If you’ve spent any real time in Web3, you already know the feeling. One week, everyone is convinced that a particular chain is the future. The next week, that same chain is being picked apart in threads, its TVL is down, and the community has quietly moved on to the next thing. It’s disorienting — even for people who have been here a while.
But here’s the thing: that disorientation isn’t a bug. It’s a sign that this space is still in the middle of becoming something.
Web3 is not a finished product. It’s not even close. And understanding that changes how you should be building, investing, and thinking about it.
We’re Still in the Experimental Phase
The internet didn’t become useful overnight. In the early 90s, most people couldn’t explain what a website was or why they needed one. Businesses that jumped in early made enormous mistakes — wrong bets, wrong timing, wrong assumptions. The dot-com crash wasn’t just about fraud and hype. A lot of it was genuinely smart people building things the world wasn’t ready for yet.
Web3 is somewhere in that zone right now.
The underlying technology — blockchains, smart contracts, decentralized protocols — is real and has genuine potential. But the infrastructure is still being laid. The tools are improving but aren’t consumer-ready in most cases. The user experience is still rough around the edges. Wallets, gas fees, seed phrases — these are not things your average person wants to deal with.
That’s not a reason to dismiss Web3. It’s a reason to be honest about where we actually are.
The Narratives Keep Shifting — and That’s Normal
A few years ago, ICOs were going to democratize fundraising. Then DeFi was going to replace banks. Then NFTs were going to reshape ownership and creator economies. Then the metaverse was going to be where we all lived and worked. Now AI and blockchain integration is the conversation.
Each of these narratives had real ideas inside them — and also a lot of projection. People took early-stage experiments and extrapolated them into inevitable futures. Markets responded. Money poured in. And when reality didn’t match the timeline, the backlash was just as extreme as the hype had been.
This cycle isn’t unique to Web3. It happens with most transformative technologies. But in Web3, it happens faster and louder because the space is built on public infrastructure and driven by communities with financial stakes in the outcomes. Everyone has a reason to be either wildly optimistic or deeply cynical, and very few people are comfortable sitting in the middle.
The middle is actually where the honest assessment lives.
What’s Genuinely Being Figured Out
It would be lazy to just say “Web3 is chaos” and leave it there. There are real, substantive questions the space is actively working through — and progress is being made, even if it’s uneven.
Scalability is the most obvious one. Early blockchains were slow and expensive. Layer 2 solutions, new consensus mechanisms, and alternative chains have improved this dramatically. It’s not solved, but it’s better than it was and getting better still.
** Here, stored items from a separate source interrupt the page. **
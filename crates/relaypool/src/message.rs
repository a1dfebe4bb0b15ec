//! Relay protocol frames.
//!
//! - Client to Relay: EVENT, REQ, CLOSE, AUTH
//! - Relay to Client: EVENT, OK, EOSE, CLOSED, NOTICE, AUTH

use serde_json::Value;
use thiserror::Error;

use crate::event::Event;
use crate::filter::Filter;

/// Errors that can occur when parsing relay frames.
#[derive(Debug, Error)]
pub enum MessageError {
    #[error("invalid message format: {0}")]
    InvalidFormat(String),

    #[error("unknown message type: {0}")]
    UnknownType(String),

    #[error("JSON error: {0}")]
    Json(#[from] serde_json::Error),

    #[error("missing field: {0}")]
    MissingField(String),
}

/// Messages sent from client to relay.
#[derive(Debug, Clone)]
pub enum ClientMessage {
    /// Publish an event: ["EVENT", <event JSON>]
    Event(Event),

    /// Subscribe to events: ["REQ", <subscription_id>, <filter1>, <filter2>, ...]
    Req {
        subscription_id: String,
        filters: Vec<Filter>,
    },

    /// Close a subscription: ["CLOSE", <subscription_id>]
    Close { subscription_id: String },

    /// Authentication (NIP-42): ["AUTH", <event JSON>]
    Auth(Event),
}

impl ClientMessage {
    /// Serialize to JSON array for sending to relay.
    pub fn to_json(&self) -> Result<String, MessageError> {
        let value = match self {
            ClientMessage::Event(event) => serde_json::json!(["EVENT", event]),
            ClientMessage::Req {
                subscription_id,
                filters,
            } => {
                let mut arr: Vec<Value> = vec![
                    Value::String("REQ".to_string()),
                    Value::String(subscription_id.clone()),
                ];
                for filter in filters {
                    arr.push(serde_json::to_value(filter)?);
                }
                Value::Array(arr)
            }
            ClientMessage::Close { subscription_id } => {
                serde_json::json!(["CLOSE", subscription_id])
            }
            ClientMessage::Auth(event) => serde_json::json!(["AUTH", event]),
        };
        Ok(value.to_string())
    }
}

/// Messages sent from relay to client.
#[derive(Debug, Clone)]
pub enum RelayMessage {
    /// Event matching a subscription: ["EVENT", <subscription_id>, <event JSON>]
    Event {
        subscription_id: String,
        event: Event,
    },

    /// Command result: ["OK", <event_id>, <true|false>, <message>]
    Ok {
        event_id: String,
        success: bool,
        message: String,
    },

    /// End of stored events: ["EOSE", <subscription_id>]
    Eose { subscription_id: String },

    /// Subscription closed by relay: ["CLOSED", <subscription_id>, <message>]
    Closed {
        subscription_id: String,
        message: String,
    },

    /// Human-readable notice: ["NOTICE", <message>]
    Notice { message: String },

    /// Authentication challenge (NIP-42): ["AUTH", <challenge>]
    Auth { challenge: String },
}

fn string_at(arr: &[Value], index: usize, name: &str) -> Result<String, MessageError> {
    arr.get(index)
        .ok_or_else(|| MessageError::MissingField(name.to_string()))?
        .as_str()
        .map(str::to_string)
        .ok_or_else(|| MessageError::InvalidFormat(format!("{} not a string", name)))
}

impl RelayMessage {
    /// Parse a JSON frame from the relay.
    pub fn from_json(json: &str) -> Result<Self, MessageError> {
        let arr: Vec<Value> =
            serde_json::from_str(json).map_err(|e| MessageError::InvalidFormat(e.to_string()))?;

        let msg_type = arr
            .first()
            .ok_or_else(|| MessageError::InvalidFormat("empty array".to_string()))?
            .as_str()
            .ok_or_else(|| MessageError::InvalidFormat("first element not a string".to_string()))?;

        match msg_type {
            "EVENT" => {
                let subscription_id = string_at(&arr, 1, "subscription_id")?;
                let raw = arr
                    .get(2)
                    .ok_or_else(|| MessageError::MissingField("event".to_string()))?;
                let event: Event = serde_json::from_value(raw.clone())?;
                Ok(RelayMessage::Event {
                    subscription_id,
                    event,
                })
            }
            "OK" => {
                let event_id = string_at(&arr, 1, "event_id")?;
                let success = arr
                    .get(2)
                    .ok_or_else(|| MessageError::MissingField("success".to_string()))?
                    .as_bool()
                    .ok_or_else(|| {
                        MessageError::InvalidFormat("success not a boolean".to_string())
                    })?;
                let message = arr
                    .get(3)
                    .and_then(Value::as_str)
                    .unwrap_or("")
                    .to_string();
                Ok(RelayMessage::Ok {
                    event_id,
                    success,
                    message,
                })
            }
            "EOSE" => Ok(RelayMessage::Eose {
                subscription_id: string_at(&arr, 1, "subscription_id")?,
            }),
            "CLOSED" => {
                let subscription_id = string_at(&arr, 1, "subscription_id")?;
                let message = arr
                    .get(2)
                    .and_then(Value::as_str)
                    .unwrap_or("")
                    .to_string();
                Ok(RelayMessage::Closed {
                    subscription_id,
                    message,
                })
            }
            "NOTICE" => Ok(RelayMessage::Notice {
                message: string_at(&arr, 1, "message")?,
            }),
            "AUTH" => Ok(RelayMessage::Auth {
                challenge: string_at(&arr, 1, "challenge")?,
            }),
            _ => Err(MessageError::UnknownType(msg_type.to_string())),
        }
    }
}

#[cfg(test)]
mod tests {
    use super::*;

    #[test]
    fn test_client_message_event() {
        let event = Event {
            id: "abc123".to_string(),
            pubkey: "pubkey123".to_string(),
            created_at: 1234567890,
            kind: 1,
            tags: vec![],
            content: "Hello".to_string(),
            sig: "sig123".to_string(),
        };

        let json = ClientMessage::Event(event).to_json().unwrap();
        assert!(json.starts_with(r#"["EVENT",{"#));
        assert!(json.contains("abc123"));
    }

    #[test]
    fn test_client_message_req_skips_pool_fields() {
        let filter = Filter::new()
            .kinds(vec![1])
            .limit(10)
            .relay("wss://pinned.example.com");

        let msg = ClientMessage::Req {
            subscription_id: "sub1".to_string(),
            filters: vec![filter],
        };

        let json = msg.to_json().unwrap();
        assert_eq!(json, r#"["REQ","sub1",{"kinds":[1],"limit":10}]"#);
    }

    #[test]
    fn test_client_message_close() {
        let msg = ClientMessage::Close {
            subscription_id: "sub1".to_string(),
        };

        let json = msg.to_json().unwrap();
        assert_eq!(json, r#"["CLOSE","sub1"]"#);
    }

    #[test]
    fn test_relay_message_event() {
        let json = r#"["EVENT","sub1",{"id":"abc","pubkey":"pk","created_at":123,"kind":1,"tags":[],"content":"Hello","sig":"sig"}]"#;
        let msg = RelayMessage::from_json(json).unwrap();

        match msg {
            RelayMessage::Event {
                subscription_id,
                event,
            } => {
                assert_eq!(subscription_id, "sub1");
                assert_eq!(event.id, "abc");
                assert_eq!(event.content, "Hello");
            }
            _ => panic!("wrong message type"),
        }
    }

    #[test]
    fn test_relay_message_ok_without_reason() {
        let msg = RelayMessage::from_json(r#"["OK","event123",true]"#).unwrap();

        match msg {
            RelayMessage::Ok {
                event_id,
                success,
                message,
            } => {
                assert_eq!(event_id, "event123");
                assert!(success);
                assert_eq!(message, "");
            }
            _ => panic!("wrong message type"),
        }
    }

    #[test]
    fn test_relay_message_ok_failure() {
        let json = r#"["OK","event123",false,"duplicate: already have this event"]"#;

        match RelayMessage::from_json(json).unwrap() {
            RelayMessage::Ok {
                success, message, ..
            } => {
                assert!(!success);
                assert!(message.contains("duplicate"));
            }
            _ => panic!("wrong message type"),
        }
    }

    #[test]
    fn test_relay_message_eose() {
        match RelayMessage::from_json(r#"["EOSE","sub1"]"#).unwrap() {
            RelayMessage::Eose { subscription_id } => assert_eq!(subscription_id, "sub1"),
            _ => panic!("wrong message type"),
        }
    }

    #[test]
    fn test_relay_message_closed() {
        let json = r#"["CLOSED","sub1","error: too many subscriptions"]"#;

        match RelayMessage::from_json(json).unwrap() {
            RelayMessage::Closed {
                subscription_id,
                message,
            } => {
                assert_eq!(subscription_id, "sub1");
                assert!(message.contains("too many subscriptions"));
            }
            _ => panic!("wrong message type"),
        }
    }

    #[test]
    fn test_relay_message_notice_and_auth() {
        match RelayMessage::from_json(r#"["NOTICE","rate limited"]"#).unwrap() {
            RelayMessage::Notice { message } => assert_eq!(message, "rate limited"),
            _ => panic!("wrong message type"),
        }
        match RelayMessage::from_json(r#"["AUTH","challenge123"]"#).unwrap() {
            RelayMessage::Auth { challenge } => assert_eq!(challenge, "challenge123"),
            _ => panic!("wrong message type"),
        }
    }

    #[test]
    fn test_malformed_frames_are_errors() {
        assert!(RelayMessage::from_json("not json").is_err());
        assert!(RelayMessage::from_json("[]").is_err());
        assert!(RelayMessage::from_json(r#"["EOSE"]"#).is_err());
        assert!(RelayMessage::from_json(r#"["EVENT","sub1",{"id":1}]"#).is_err());
        assert!(matches!(
            RelayMessage::from_json(r#"["WHAT","x"]"#),
            Err(MessageError::UnknownType(_))
        ));
    }
}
Regulation is the elephant in every room. Governments around the world are still trying to figure out how to classify crypto assets, who has jurisdiction, and what consumer protections should look like. The uncertainty is frustrating for builders, but frameworks are slowly emerging. That clarity, when it comes, will matter a lot.
Real utility is perhaps the most important question. Beyond speculation and financial products, what does Web3 actually do better than what already exists? There are compelling answers in areas like cross-border payments, digital ownership, and decentralized identity — but the use cases that reach mainstream adoption are still being discovered.
These aren’t small problems. They’re the problems that determine whether Web3 becomes infrastructure the world actually uses, or a financial layer that only serves people already inside the ecosystem.
What This Means for Builders and Participants
If you’re building in Web3 right now, the honest reality is that you’re doing it without a complete map. The best practices are still being written. The winning models haven’t fully emerged. Some of what you build will turn out to be ahead of its time. Some will turn out to be wrong directions entirely.
That’s not a comfortable place to work — but it’s an exciting one, if you approach it with the right mindset.
The builders who will matter most in five years are probably not the ones chasing whatever narrative is trending this quarter. They’re the ones asking harder questions: What problem does this actually solve? Who does this serve? What breaks if this scales? They’re building with some humility about how much is still unknown.
For everyone else — investors, users, observers — the most useful thing is to resist the pressure to have strong, fixed opinions about where this all ends up. The space is still being figured out. That means staying curious, staying skeptical, and staying open to being surprised.
Web3 is not the future that the most excited people promised, and it’s not the scam that the harshest critics insist it is. It’s something messier and more interesting than either of those takes — a genuinely new set of tools and ideas that the world is still learning how to use.
That process takes time. And right now, we’re still in the middle of it.